Kawasaki Ninja 7 HEV Hybrid (2024) - Review

Technical Review - Ben Purvis
Riding review - Alan Dowds


Price: £11,949 | Power: 58.3bhp, 68.5hp with ‘e-boost’ | Weight: 227kg wet | Overall BikeSocial Rating: 4 / 5


It’s been two years since Kawasaki first previewed its planned hybrid petrol-electric sports bike in October 2021 but it’s finally been launched – and will be in UK dealers for all to buy by April 2024.

We rode it in Barcelona, Spain, last week (Oct '23), over a day and half of all types of road. And it’s fair to say that the new technology has been implemented in a really useful, practical way, that balances performance, economy and usability in an intelligent fashion.

Part of a plan to electrify its entire motorcycle range by 2035, meaning all new Kawasaki’s will be either pure electric or hybrid, and to introduce 10 such machines by 2035, the Ninja 7 Hybrid is by far the most advanced petrol-electric model two-wheeler ever to reach production. Combining a 451cc parallel twin with an electric motor, plus an automated manual transmission, the Ninja 7 Hybrid offers off-the-line acceleration comparable to a 1000cc superbike, outright performance in the 650cc-700cc class and fuel economy that’s even better than the firm’s own Ninja 250.


Pros & Cons

  • Quick off the line, with very usable performance
  • If you’re into tech, the Ninja 7 Hybrid has it in spades, and it works well
  • “E-boost” feature adds a fun element to worthy hybrid thinking
  • Great range and fuel economy
  • The extra tech adds mass of course: it weighs in at 227kg wet
  • It costs around £12k
  • Slightly fussy styling
Kawasaki Ninja 7 HEV Hybrid
"The world's first* strong hybrid* motorcycle offers riders a number of new riding experiences: a mid-size package with the instant acceleration of a 1,000cc-class supersport model from a standing start (with e-boost), fuel economy on par with the 250cc-class, and button-shift sport riding."


Review – In Detail

Price & PCP
For and against
Engine & Performance
Handling & Suspension (inc. weight & brakes)
Comfort & Economy


2024 Kawasaki Ninja 7 HEV Hybrid Price

Well, we were close when we reviewed the bike back in October and guesses at c.£12k when in actual fact, the price (revealed 8th Feb 2024) is confirmed as £11,949, and it'll be available in dealerships from April. Is that good value? Well, it’s hard to say: on one hand, it’s a technology showpiece, with innovations unseen elsewhere. Name another sports bike with an electronic transmission that can be operated in either manual or auto mode, even offering a reverse function, and features an ‘e-boost’ button to give an kick of extra power and torque when you call for it.

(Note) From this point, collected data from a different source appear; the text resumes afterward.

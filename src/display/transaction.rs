//! Transaction display formatting
//!
//! Register tables and detail views for terminal output.

use tabled::settings::Style;
use tabled::{Table, Tabled};

use crate::config::Settings;
use crate::models::Transaction;

#[derive(Tabled)]
struct TransactionRow {
    #[tabled(rename = "ID")]
    id: String,
    #[tabled(rename = "Date")]
    date: String,
    #[tabled(rename = "Category")]
    category: String,
    #[tabled(rename = "Vendor")]
    vendor: String,
    #[tabled(rename = "Location")]
    location: String,
    #[tabled(rename = "Amount")]
    amount: String,
}

impl TransactionRow {
    fn from_transaction(txn: &Transaction, settings: &Settings) -> Self {
        Self {
            id: txn.id.to_string(),
            date: txn.date.format(&settings.date_format).to_string(),
            category: truncate(&txn.category, 20),
            vendor: truncate(&txn.vendor.name, 24),
            location: truncate(&txn.vendor.location, 24),
            amount: txn.amount.format_with_symbol(&settings.currency_symbol),
        }
    }
}

/// Format a list of transactions as a register table
pub fn format_transaction_register(transactions: &[Transaction], settings: &Settings) -> String {
    if transactions.is_empty() {
        return "No transactions found.\n".to_string();
    }

    let rows: Vec<_> = transactions
        .iter()
        .map(|t| TransactionRow::from_transaction(t, settings))
        .collect();

    let mut output = Table::new(rows).with(Style::psql()).to_string();
    output.push('\n');
    output
}

/// Format transaction details for display
pub fn format_transaction_details(txn: &Transaction, settings: &Settings) -> String {
    let mut output = String::new();

    output.push_str(&format!("Transaction: {}\n", txn.id));
    output.push_str(&format!("Date:        {}\n", txn.date.format(&settings.date_format)));
    output.push_str(&format!(
        "Amount:      {}\n",
        txn.amount.format_with_symbol(&settings.currency_symbol)
    ));
    output.push_str(&format!("Category:    {}\n", txn.category));
    output.push_str(&format!("Vendor:      {}\n", txn.vendor.name));
    if !txn.vendor.location.is_empty() {
        output.push_str(&format!("Location:    {}\n", txn.vendor.location));
    }
    if !txn.memo.is_empty() {
        output.push_str(&format!("Memo:        {}\n", txn.memo));
    }

    output
}

/// Truncate a string to at most `max_len` characters
pub(crate) fn truncate(s: &str, max_len: usize) -> String {
    if s.chars().count() <= max_len {
        s.to_string()
    } else {
        let kept: String = s.chars().take(max_len.saturating_sub(3)).collect();
        format!("{}...", kept)
    }
}

#[cfg(test)]
mod tests {
    use super::*;
    use crate::models::{Money, Vendor};
    use chrono::NaiveDate;

    fn sample() -> Transaction {
        Transaction::new(
            Money::from_cents(5000),
            "Groceries",
            NaiveDate::from_ymd_opt(2025, 1, 15).unwrap(),
            Vendor::new("Test Store", "Main St"),
        )
        .with_memo("weekly shop")
    }

    #[test]
    fn test_format_register() {
        let formatted = format_transaction_register(&[sample()], &Settings::default());
        assert!(formatted.contains("2025-01-15"));
        assert!(formatted.contains("Test Store"));
        assert!(formatted.contains("$50.00"));
        assert!(formatted.contains("Location"));
    }

    #[test]
    fn test_format_empty_register() {
        let formatted = format_transaction_register(&[], &Settings::default());
        assert!(formatted.contains("No transactions found"));
    }

    #[test]
    fn test_format_transaction_details() {
        let formatted = format_transaction_details(&sample(), &Settings::default());
        assert!(formatted.contains("Groceries"));
        assert!(formatted.contains("Main St"));
        assert!(formatted.contains("weekly shop"));
    }

    #[test]
    fn test_truncate() {
        assert_eq!(truncate("Short", 10), "Short");
        let result = truncate("A very long string", 10);
        assert_eq!(result.chars().count(), 10);
        assert!(result.ends_with("..."));
    }
}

On the other, the outright power is on a par with the Ninja 650, a bike that also donates its modest forks and brakes, and the rear suspension is akin to the Ninja 400, suggesting Kawasaki is keeping a careful cap on costs to make sure the Ninja 7 Hybrid is within reach.

Having ridden it, we reckon the price is a fair deal at the moment. Early adopters are used to paying a bit extra for the latest kit, and the Ninja 7 is a well-thought-out, properly engineered piece of kit. You’ll save a little bit of cash on petrol costs, sure – but the Ninja 7 justifies its price by its green credentials and cutting-edge tech, rather than because of an extra 20mpg on a run.



2024 Kawasaki Ninja 7 HEV Hybrid Engine & Performance

At the heart of the Ninja 7 Hybrid lies a 451cc parallel twin that Kawasaki describes as ‘brand new’ – although that capacity is shared with the Eliminator EL500 and it’s been clear ever since the earliest prototypes of the hybrid were shown that the engine is closely related to the twin in the Ninja 400 and Z400 (and which also forms the basis of the EL500’s 451cc twin). There are a lot of differences, but the new engine does share the Eliminator’s 70mm  bore and 58.6mm stroke.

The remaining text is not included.